… work out your salvation [that is, cultivate it, bring it to full effect, actively pursue spiritual maturity] with awe-inspired fear and trembling [using serious caution and critical self-evaluation to avoid anything that might offend God or discredit the name of Christ]. For it is [not your strength, but it is] God who is effectively at work in you, both to will and to work [that is, strengthening, energizing, and creating in you the longing and the ability to fulfill your purpose] for His good pleasure.
Philippians 2:12-13 (Amplified Bible)

What wonderfully powerful verses full of promise and vision! Not only does God take the initiative by pursuing a love relationship with us, but He also initiates the invitation for us to be involved with Him in His work.

God doesn’t consult us before He begins His work, yet He invites us to be partakers in it. Therefore, in order to be rightly oriented to God, we need a God-centered life. In Genesis, we read about how God accomplished His purposes through Abraham, but while we see a record of Abraham’s walk with God, the focus is always on God and what He is doing.

Whenever God starts to do something in the world, He takes the initiative to come and talk to someone. Look at the following list:

Gen. 6:5-14—God was about to destroy the world by a flood when He came to Noah.

Gen. 18:16-21—When God prepared to destroy Sodom and Gomorrah, He told Abraham.

Exodus 3—God came to Moses when He wanted to deliver Israel.

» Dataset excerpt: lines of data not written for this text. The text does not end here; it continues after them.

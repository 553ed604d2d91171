//! Checkpoint persistence.
//!
//! A checkpoint is a directory `<output>/unet-<epoch>/` holding `model.bin`, `optim.bin`
//! (both via `BinFileRecorder<FullPrecisionSettings>`), and `meta.json`.

use crate::controller::LossHistory;
use burn::module::{AutodiffModule, Module};
use burn::optim::Optimizer;
use burn::record::{BinFileRecorder, FullPrecisionSettings, Recorder, RecorderError};
use burn::tensor::backend::AutodiffBackend;
use models::UNet;
use serde::{Deserialize, Serialize};
use std::fs;
use std::path::{Path, PathBuf};
use thiserror::Error;

pub const FINAL_MODEL_STEM: &str = "unet-final";

#[derive(Debug, Error)]
pub enum CheckpointError {
    #[error("io error at {path}: {source}")]
    Io {
        path: PathBuf,
        #[source]
        source: std::io::Error,
    },
    #[error("recorder error at {path}: {source}")]
    Recorder {
        path: PathBuf,
        #[source]
        source: RecorderError,
    },
    #[error("metadata error at {path}: {source}")]
    Json {
        path: PathBuf,
        #[source]
        source: serde_json::Error,
    },
}

#[derive(Debug, Clone, PartialEq, Serialize, Deserialize)]
pub struct CheckpointMeta {
    /// Number of completed epochs.
    pub epoch: usize,
    /// Learning rate in effect when the checkpoint was written.
    pub learning_rate: f64,
    pub history: LossHistory,
}

pub fn checkpoint_dir(output: &Path, epoch: usize) -> PathBuf {
    output.join(format!("unet-{epoch}"))
}

/// Path of the final model file, including the recorder's `.bin` extension.
pub fn final_model_path(output: &Path) -> PathBuf {
    output.join(format!("{FINAL_MODEL_STEM}.bin"))
}

fn recorder() -> BinFileRecorder<FullPrecisionSettings> {
    BinFileRecorder::<FullPrecisionSettings>::new()
}

fn create_dir(path: &Path) -> Result<(), CheckpointError> {
    fs::create_dir_all(path).map_err(|source| CheckpointError::Io {
        path: path.to_path_buf(),
        source,
    })
}

/// Write model parameters, optimizer state, and metadata for one epoch boundary.
pub fn save_checkpoint<B, O>(
    output: &Path,
    model: &UNet<B>,
    optim: &O,
    meta: &CheckpointMeta,
) -> Result<PathBuf, CheckpointError>
where
    B: AutodiffBackend,
    O: Optimizer<UNet<B>, B>,
{
    let dir = checkpoint_dir(output, meta.epoch);
    create_dir(&dir)?;
    let recorder = recorder();

    let model_path = dir.join("model");
    model
        .clone()
        .save_file(model_path.clone(), &recorder)
        .map_err(|source| CheckpointError::Recorder {
            path: model_path,
            source,
        })?;

    let optim_path = dir.join("optim");
    Recorder::<B>::record(&recorder, optim.to_record(), optim_path.clone()).map_err(|source| {
        CheckpointError::Recorder {
            path: optim_path,
            source,
        }
    })?;

    let meta_path = dir.join("meta.json");
    let data = serde_json::to_vec_pretty(meta).map_err(|source| CheckpointError::Json {
        path: meta_path.clone(),
        source,
    })?;
    fs::write(&meta_path, data).map_err(|source| CheckpointError::Io {
        path: meta_path,
        source,
    })?;
    Ok(dir)
}

/// Write the trained parameters as `<output>/unet-final.bin`.
pub fn save_final_model<B: AutodiffBackend>(
    output: &Path,
    model: &UNet<B>,
) -> Result<PathBuf, CheckpointError> {
    create_dir(output)?;
    let path = final_model_path(output);
    model
        .valid()
        .save_file(output.join(FINAL_MODEL_STEM), &recorder())
        .map_err(|source| CheckpointError::Recorder {
            path: path.clone(),
            source,
        })?;
    Ok(path)
}

pub fn load_meta(dir: &Path) -> Result<CheckpointMeta, CheckpointError> {
    let path = dir.join("meta.json");
    let raw = fs::read(&path).map_err(|source| CheckpointError::Io {
        path: path.clone(),
        source,
    })?;
    serde_json::from_slice(&raw).map_err(|source| CheckpointError::Json { path, source })
}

Judges 6:11-16—God came to Gideon when He was about to deliver the Israelites from the oppression of Midianites.

Acts 9:1-16—God came to Saul (later named Paul) on the road to Damascus when He was ready to let the Gospel be made known to the Gentiles. Without a doubt, the most important function in each situation was not what the individual wanted to do for God, but what God was about to do. Let me ask the question, “Who delivered the children of Israel from Egypt, God, or Moses?” God did, but He chose to bring Moses into a relationship with Himself so that He, God, could use Moses to deliver Israel.

God desired His people to follow His ways. He created us. He knows us. He knows our world and He knows the past, present, and future. God’s ways will always be right and the best. Read Psalm 81:10-14 where God gently warns His people that if they refuse to submit, He will allow them to do their own thing. At first, that looks like “freedom,” but from painful experience, we know it’s a recipe for disaster.

Now note Ephesians 2:10, “For we are God’s workmanship, created in Christ Jesus to do good works, which God prepared in advance for us to do.”

God has a plan, a purpose, and a future for you and me. Let us also be aware that it is through faith and patience that we inherit what has been promised—vision, plans, and purpose. The source of patience is having God’s vision because only vision from God gives us God’s inspiration. Moses endured not because of his devotion to his principles of what was right nor because of his sense of duty to God but because he had a vision of God. “…He endured as seeing Him who is invisible” (Heb. 11:27).

A person who has the vision and purposes of God in his heart is not devoted to a particular cause or issue. He is devoted to God Himself. You always know when the vision and purposes are of God because of the inspiration that comes with it. So, we come full circle. For it is God who is all the while effectively at work in you energizing and creating in you the power and desire. God is waiting and wanting to fulfill His purpose in us and through us for others to His glory, power, and splendor.